Justice Thomas argues convincingly that Congress never created special counsel Jack Smith’s office, and that even if it did, Attorney General Merrick Garland may not have lawfully appointed Smith to it.

Congress has in the past created special and independent counsels by statute. AG Garland failed to identify any statute “that clearly creates” Smith’s office. In his concurrence, Justice Thomas notes that Garland did rely on “several statutes of a general nature” to justify special counsel Smith’s appointment. But the relevant portions of the U.S. code that Garland relied on to justify the appointment seem dubious, in Justice Thomas’s reading. 

Sections 509 and 510 of Title 28 of the U.S. Code deal with the attorney general’s general functions and “ability to delegate authority to ‘any other officer, employee, or agency.’”

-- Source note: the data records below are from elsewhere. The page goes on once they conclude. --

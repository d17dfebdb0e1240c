//! Configuration for the store, the capacity monitor and the export task

use std::path::PathBuf;
use std::time::Duration;

/// Configuration binding a [`LogStore`](crate::LogStore) to its on-disk
/// collection
#[derive(Debug, Clone, PartialEq, Eq)]
pub struct StoreConfig {
    /// Directory holding the database file
    pub dir: PathBuf,
    /// Name of the collection (database file, without extension)
    pub collection_name: String,
    /// Name of the record table inside the collection
    pub store_name: String,
    /// Declared schema version
    ///
    /// Opening against an on-disk version newer than this is a hard
    /// conflict requiring destructive recreation.
    pub schema_version: u32,
}

impl Default for StoreConfig {
    fn default() -> Self {
        Self {
            dir: PathBuf::from("./data"),
            collection_name: "log_db".to_string(),
            store_name: "logs".to_string(),
            schema_version: 1,
        }
    }
}

impl StoreConfig {
    /// Set the directory holding the database file
    pub fn with_dir(mut self, dir: impl Into<PathBuf>) -> Self {
        self.dir = dir.into();
        self
    }

    /// Set the collection name
    pub fn with_collection_name(mut self, name: impl Into<String>) -> Self {
        self.collection_name = name.into();
        self
    }

    /// Set the record table name
    pub fn with_store_name(mut self, name: impl Into<String>) -> Self {
        self.store_name = name.into();
        self
    }

    /// Set the declared schema version
    pub fn with_schema_version(mut self, version: u32) -> Self {
        self.schema_version = version;
        self
    }

    /// Path of the database file
    pub fn db_path(&self) -> PathBuf {
        self.dir.join(format!("{}.redb", self.collection_name))
    }
}

/// Capacity limits and scan scheduling for the monitor
#[derive(Debug, Clone)]
pub struct CapacityConfig {
    /// Maximum as-if-compressed footprint in MB
    pub max_size_mb: f64,
    /// Maximum record count
    pub max_count: u64,
    /// Upper bound on records evicted in one batch
    pub rolling_delete_count: u64,
    /// Interval between capacity scans
    pub scan_interval: Duration,
    /// Records per chunk for scans and export compression
    pub chunk_size: usize,
}

impl Default for CapacityConfig {
    fn default() -> Self {
        let max_count = 30_000;
        Self {
            max_size_mb: 50.0,
            max_count,
            // 20% of max_count
            rolling_delete_count: max_count / 5,
            scan_interval: Duration::from_secs(60),
            chunk_size: 1000,
        }
    }
}

impl CapacityConfig {
    /// Set the maximum compressed footprint in MB
    pub fn with_max_size_mb(mut self, mb: f64) -> Self {
        self.max_size_mb = mb;
        self
    }

    /// Set the maximum record count
    pub fn with_max_count(mut self, count: u64) -> Self {
        self.max_count = count;
        self
    }

    /// Set the eviction batch upper bound
    pub fn with_rolling_delete_count(mut self, count: u64) -> Self {
        self.rolling_delete_count = count;
        self
    }

    /// Set the scan interval
    pub fn with_scan_interval(mut self, interval: Duration) -> Self {
        self.scan_interval = interval;
        self
    }

    /// Set the chunk size
    pub fn with_chunk_size(mut self, size: usize) -> Self {
        self.chunk_size = size;
        self
    }
}

/// Where and under what name export artifacts are materialized
#[derive(Debug, Clone)]
pub struct ExportConfig {
    /// Directory artifacts are written into
    pub dir: PathBuf,
    /// File name of the artifact
    pub file_name: String,
}

impl Default for ExportConfig {
    fn default() -> Self {
        Self {
            dir: PathBuf::from("./export"),
            file_name: format!("log_{}.zz", chrono::Utc::now().format("%Y-%m-%d")),
        }
    }
}

impl ExportConfig {
    /// Set the export directory
    pub fn with_dir(mut self, dir: impl Into<PathBuf>) -> Self {
        self.dir = dir.into();
        self
    }

    /// Set the artifact file name
    pub fn with_file_name(mut self, name: impl Into<String>) -> Self {
        self.file_name = name.into();
        self
    }
}

/// Top-level configuration for a [`LogVault`](crate::LogVault)
#[derive(Debug, Clone, Default)]
pub struct VaultConfig {
    /// Store binding
    pub store: StoreConfig,
    /// Capacity limits and scan scheduling
    pub capacity: CapacityConfig,
    /// Export artifact placement
    pub export: ExportConfig,
}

Section 515, dealing with specially appointed attorneys, concern those tabbed by the AG “under law,” suggesting, Justice Thomas says “that such an attorney’s office must have already been created by some other law.”

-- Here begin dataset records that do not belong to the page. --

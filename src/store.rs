//! Persistent keyed record store
//!
//! One redb database file per configuration, holding a single record table
//! plus a small state table carrying the schema version and the key
//! counter. Keys are assigned from the counter on insert: unique, strictly
//! increasing in insertion order, never reused after deletion.

use std::sync::{Arc, Mutex, MutexGuard};

use redb::{Database, ReadableTable, ReadableTableMetadata, TableDefinition};
use serde::{Deserialize, Serialize};
use tracing::{debug, info, instrument, warn};

use crate::config::StoreConfig;
use crate::error::LogStoreError;

// Schema version and key counter, shared by every collection.
const STATE: TableDefinition<&str, u64> = TableDefinition::new("store_state");

const SCHEMA_VERSION_KEY: &str = "schema_version";
const NEXT_KEY_KEY: &str = "next_key";

/// Record table definition for a configured store name
fn records(name: &str) -> TableDefinition<'_, u64, &'static [u8]> {
    TableDefinition::new(name)
}

/// One persisted log entry
#[derive(Debug, Clone, PartialEq, Eq)]
pub struct LogRecord {
    /// Store-assigned key
    pub key: u64,
    /// When the record was created (Unix millis)
    pub timestamp_millis: i64,
    /// The payload (formatted log line)
    pub line: String,
}

/// On-disk value encoding; the key lives in the table key
#[derive(Debug, Serialize, Deserialize)]
struct StoredRecord {
    timestamp_millis: i64,
    line: String,
}

#[derive(Default)]
struct Inner {
    config: Option<StoreConfig>,
    db: Option<Arc<Database>>,
}

/// The persistent keyed record store
///
/// Usable only after [`configure`](LogStore::configure) and
/// [`open`](LogStore::open); every operation on an unconfigured or
/// unopened store fails fast. Concurrent opens against the same store
/// converge on one database handle.
pub struct LogStore {
    inner: Mutex<Inner>,
}

impl LogStore {
    /// Create an unconfigured store
    pub fn new() -> Self {
        Self {
            inner: Mutex::new(Inner::default()),
        }
    }

    fn lock(&self) -> Result<MutexGuard<'_, Inner>, LogStoreError> {
        self.inner
            .lock()
            .map_err(|_| LogStoreError::io("store lock poisoned"))
    }

    /// Current database handle and table name, or the fail-fast error
    fn session(&self) -> Result<(Arc<Database>, String), LogStoreError> {
        let inner = self.lock()?;
        let config = inner.config.as_ref().ok_or(LogStoreError::NotConfigured)?;
        let db = inner
            .db
            .as_ref()
            .ok_or(LogStoreError::NotOpened)?
            .clone();
        Ok((db, config.store_name.clone()))
    }

    /// Bind this store to a configuration
    ///
    /// Idempotent for an identical configuration; rebinding to a different
    /// one is rejected.
    pub fn configure(&self, config: StoreConfig) -> Result<(), LogStoreError> {
        let mut inner = self.lock()?;
        match &inner.config {
            Some(existing) if *existing == config => Ok(()),
            Some(_) => Err(LogStoreError::AlreadyConfigured),
            None => {
                inner.config = Some(config);
                Ok(())
            }
        }
    }

    /// Open the database, creating it on first open
    ///
    /// No-op if already open. Fails with
    /// [`VersionConflict`](LogStoreError::VersionConflict) when the on-disk
    /// schema version is newer than the declared one; the store stays
    /// unopened in that case. A newer declared version upgrades in place.
    #[instrument(skip_all)]
    pub fn open(&self) -> Result<(), LogStoreError> {
        let mut inner = self.lock()?;
        if inner.db.is_some() {
            return Ok(());
        }
        let config = inner.config.clone().ok_or(LogStoreError::NotConfigured)?;

        std::fs::create_dir_all(&config.dir).map_err(|e| LogStoreError::io(e.to_string()))?;
        let db = Database::create(config.db_path())
            .map_err(|e| LogStoreError::io(e.to_string()))?;

        let txn = db
            .begin_write()
            .map_err(|e| LogStoreError::io(e.to_string()))?;
        {
            let mut state = txn
                .open_table(STATE)
                .map_err(|e| LogStoreError::io(e.to_string()))?;

            let persisted = state
                .get(SCHEMA_VERSION_KEY)
                .map_err(|e| LogStoreError::io(e.to_string()))?
                .map(|g| g.value());

            if let Some(persisted) = persisted
                && u64::from(config.schema_version) < persisted
            {
                // Transaction aborts on drop; the store stays unopened.
                return Err(LogStoreError::VersionConflict {
                    persisted: persisted as u32,
                    declared: config.schema_version,
                });
            }

            state
                .insert(SCHEMA_VERSION_KEY, u64::from(config.schema_version))
                .map_err(|e| LogStoreError::io(e.to_string()))?;

            let has_counter = state
                .get(NEXT_KEY_KEY)
                .map_err(|e| LogStoreError::io(e.to_string()))?
                .is_some();
            if !has_counter {
                state
                    .insert(NEXT_KEY_KEY, 1u64)
                    .map_err(|e| LogStoreError::io(e.to_string()))?;
            }
        }
        // Ensure the record table exists so readonly scans never race
        // table creation.
        txn.open_table(records(&config.store_name))
            .map_err(|e| LogStoreError::io(e.to_string()))?;
        txn.commit().map_err(|e| LogStoreError::io(e.to_string()))?;

        info!(
            path = %config.db_path().display(),
            store = %config.store_name,
            version = config.schema_version,
            "Opened log store"
        );
        inner.db = Some(Arc::new(db));
        Ok(())
    }

    /// Append a record, returning the assigned key
    pub fn create(&self, line: &str) -> Result<u64, LogStoreError> {
        let (db, store_name) = self.session()?;
        let value = postcard::to_allocvec(&StoredRecord {
            timestamp_millis: chrono::Utc::now().timestamp_millis(),
            line: line.to_string(),
        })
        .map_err(|e| LogStoreError::serialization(e.to_string()))?;

        let txn = db
            .begin_write()
            .map_err(|e| LogStoreError::io(e.to_string()))?;
        let key = {
            let mut state = txn
                .open_table(STATE)
                .map_err(|e| LogStoreError::io(e.to_string()))?;
            let key = state
                .get(NEXT_KEY_KEY)
                .map_err(|e| LogStoreError::io(e.to_string()))?
                .map(|g| g.value())
                .unwrap_or(1);
            state
                .insert(NEXT_KEY_KEY, key + 1)
                .map_err(|e| LogStoreError::io(e.to_string()))?;

            let mut table = txn
                .open_table(records(&store_name))
                .map_err(|e| LogStoreError::io(e.to_string()))?;
            table
                .insert(key, value.as_slice())
                .map_err(|e| LogStoreError::io(e.to_string()))?;
            key
        };
        txn.commit().map_err(|e| LogStoreError::io(e.to_string()))?;

        debug!(key = key, "Appended record");
        Ok(key)
    }

    /// Look up a record by key
    pub fn find(&self, key: u64) -> Result<Option<LogRecord>, LogStoreError> {
        let (db, store_name) = self.session()?;
        let txn = db
            .begin_read()
            .map_err(|e| LogStoreError::io(e.to_string()))?;
        let table = txn
            .open_table(records(&store_name))
            .map_err(|e| LogStoreError::io(e.to_string()))?;
        match table
            .get(key)
            .map_err(|e| LogStoreError::io(e.to_string()))?
        {
            Some(guard) => Ok(Some(decode(key, guard.value())?)),
            None => Ok(None),
        }
    }

    /// All records in insertion order
    pub fn find_all(&self) -> Result<Vec<LogRecord>, LogStoreError> {
        let mut all = Vec::new();
        self.find_all_in_chunks(usize::MAX, |chunk| {
            all.extend_from_slice(chunk);
            Ok(())
        })?;
        Ok(all)
    }

    /// Forward scan delivering records in insertion-order chunks
    ///
    /// Each record is delivered to `on_chunk` exactly once; slices hold at
    /// most `chunk_size` records, the final one possibly fewer. A scan over
    /// an empty store delivers no chunks. An error from `on_chunk` aborts
    /// the scan and propagates.
    pub fn find_all_in_chunks<F>(
        &self,
        chunk_size: usize,
        mut on_chunk: F,
    ) -> Result<(), LogStoreError>
    where
        F: FnMut(&[LogRecord]) -> Result<(), LogStoreError>,
    {
        if chunk_size == 0 {
            return Err(LogStoreError::InvalidChunkSize);
        }
        let (db, store_name) = self.session()?;
        let txn = db
            .begin_read()
            .map_err(|e| LogStoreError::io(e.to_string()))?;
        let table = txn
            .open_table(records(&store_name))
            .map_err(|e| LogStoreError::io(e.to_string()))?;

        let mut buffer: Vec<LogRecord> = Vec::with_capacity(chunk_size.min(1024));
        for entry in table
            .iter()
            .map_err(|e| LogStoreError::io(e.to_string()))?
        {
            let (key, value) = entry.map_err(|e| LogStoreError::io(e.to_string()))?;
            buffer.push(decode(key.value(), value.value())?);
            if buffer.len() == chunk_size {
                on_chunk(&buffer)?;
                buffer.clear();
            }
        }
        if !buffer.is_empty() {
            on_chunk(&buffer)?;
        }
        Ok(())
    }

    /// Overwrite an existing record in place
    pub fn update(&self, record: &LogRecord) -> Result<(), LogStoreError> {
        let (db, store_name) = self.session()?;
        let value = postcard::to_allocvec(&StoredRecord {
            timestamp_millis: record.timestamp_millis,
            line: record.line.clone(),
        })
        .map_err(|e| LogStoreError::serialization(e.to_string()))?;

        let txn = db
            .begin_write()
            .map_err(|e| LogStoreError::io(e.to_string()))?;
        {
            let mut table = txn
                .open_table(records(&store_name))
                .map_err(|e| LogStoreError::io(e.to_string()))?;
            let exists = table
                .get(record.key)
                .map_err(|e| LogStoreError::io(e.to_string()))?
                .is_some();
            if !exists {
                return Err(LogStoreError::NotFound(record.key));
            }
            table
                .insert(record.key, value.as_slice())
                .map_err(|e| LogStoreError::io(e.to_string()))?;
        }
        txn.commit().map_err(|e| LogStoreError::io(e.to_string()))?;
        Ok(())
    }

    /// Remove a record by key; removing an absent key is a no-op
    pub fn remove(&self, key: u64) -> Result<(), LogStoreError> {
        let (db, store_name) = self.session()?;
        let txn = db
            .begin_write()
            .map_err(|e| LogStoreError::io(e.to_string()))?;
        {
            let mut table = txn
                .open_table(records(&store_name))
                .map_err(|e| LogStoreError::io(e.to_string()))?;
            table
                .remove(key)
                .map_err(|e| LogStoreError::io(e.to_string()))?;
        }
        txn.commit().map_err(|e| LogStoreError::io(e.to_string()))?;
        Ok(())
    }

    /// Delete the oldest `n` records by insertion order
    ///
    /// The batch is computed once, then deleted one write transaction per
    /// key. If any delete fails the whole call fails with the first error
    /// in key order, but deletes already applied are not rolled back.
    pub fn delete_top_n(&self, n: u64) -> Result<u64, LogStoreError> {
        let keys = self.oldest_keys(n)?;
        let attempted = keys.len() as u64;

        let mut deleted = 0u64;
        let mut first_error: Option<LogStoreError> = None;
        for key in keys {
            match self.remove(key) {
                Ok(()) => deleted += 1,
                Err(e) => {
                    if first_error.is_none() {
                        first_error = Some(e);
                    }
                }
            }
        }

        match first_error {
            Some(cause) => Err(LogStoreError::PartialEviction {
                attempted,
                deleted,
                cause: cause.to_string(),
            }),
            None => {
                debug!(deleted = deleted, "Deleted oldest records");
                Ok(deleted)
            }
        }
    }

    /// First `n` keys in insertion order
    fn oldest_keys(&self, n: u64) -> Result<Vec<u64>, LogStoreError> {
        let (db, store_name) = self.session()?;
        let txn = db
            .begin_read()
            .map_err(|e| LogStoreError::io(e.to_string()))?;
        let table = txn
            .open_table(records(&store_name))
            .map_err(|e| LogStoreError::io(e.to_string()))?;

        let mut keys = Vec::new();
        for entry in table
            .iter()
            .map_err(|e| LogStoreError::io(e.to_string()))?
            .take(n as usize)
        {
            let (key, _) = entry.map_err(|e| LogStoreError::io(e.to_string()))?;
            keys.push(key.value());
        }
        Ok(keys)
    }

    /// Number of records in the store
    pub fn count(&self) -> Result<u64, LogStoreError> {
        let (db, store_name) = self.session()?;
        let txn = db
            .begin_read()
            .map_err(|e| LogStoreError::io(e.to_string()))?;
        let table = txn
            .open_table(records(&store_name))
            .map_err(|e| LogStoreError::io(e.to_string()))?;
        table.len().map_err(|e| LogStoreError::io(e.to_string()))
    }

    /// Remove all records, keeping the schema version and key counter
    pub fn clear(&self) -> Result<(), LogStoreError> {
        let (db, store_name) = self.session()?;
        let txn = db
            .begin_write()
            .map_err(|e| LogStoreError::io(e.to_string()))?;
        txn.delete_table(records(&store_name))
            .map_err(|e| LogStoreError::io(e.to_string()))?;
        txn.open_table(records(&store_name))
            .map_err(|e| LogStoreError::io(e.to_string()))?;
        txn.commit().map_err(|e| LogStoreError::io(e.to_string()))?;
        debug!("Cleared record table");
        Ok(())
    }

    /// Irreversibly destroy the whole collection
    ///
    /// Used on schema-version downgrade conflicts. The store drops back to
    /// configured-but-unopened; a subsequent open recreates it empty.
    pub fn delete_database(&self) -> Result<(), LogStoreError> {
        let mut inner = self.lock()?;
        let config = inner.config.clone().ok_or(LogStoreError::NotConfigured)?;
        inner.db = None;

        match std::fs::remove_file(config.db_path()) {
            Ok(()) => {
                warn!(path = %config.db_path().display(), "Destroyed log database");
                Ok(())
            }
            Err(e) if e.kind() == std::io::ErrorKind::NotFound => Ok(()),
            Err(e) => Err(LogStoreError::io(e.to_string())),
        }
    }
}

impl Default for LogStore {
    fn default() -> Self {
        Self::new()
    }
}

fn decode(key: u64, value: &[u8]) -> Result<LogRecord, LogStoreError> {
    let stored: StoredRecord = postcard::from_bytes(value)
        .map_err(|e| LogStoreError::deserialization(e.to_string()))?;
    Ok(LogRecord {
        key,
        timestamp_millis: stored.timestamp_millis,
        line: stored.line,
    })
}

Section 533 covers the attorney generals’ power to “appoint officials…to detect and prosecute crimes against the United States.” Whether or not “officials” are equivalent to “officers,” Justice Thomas writes, “this provision would be a curious place for Congress to hide the creation of an office for a Special Counsel.” Why? Because the section falls within a chapter pertaining to the FBI.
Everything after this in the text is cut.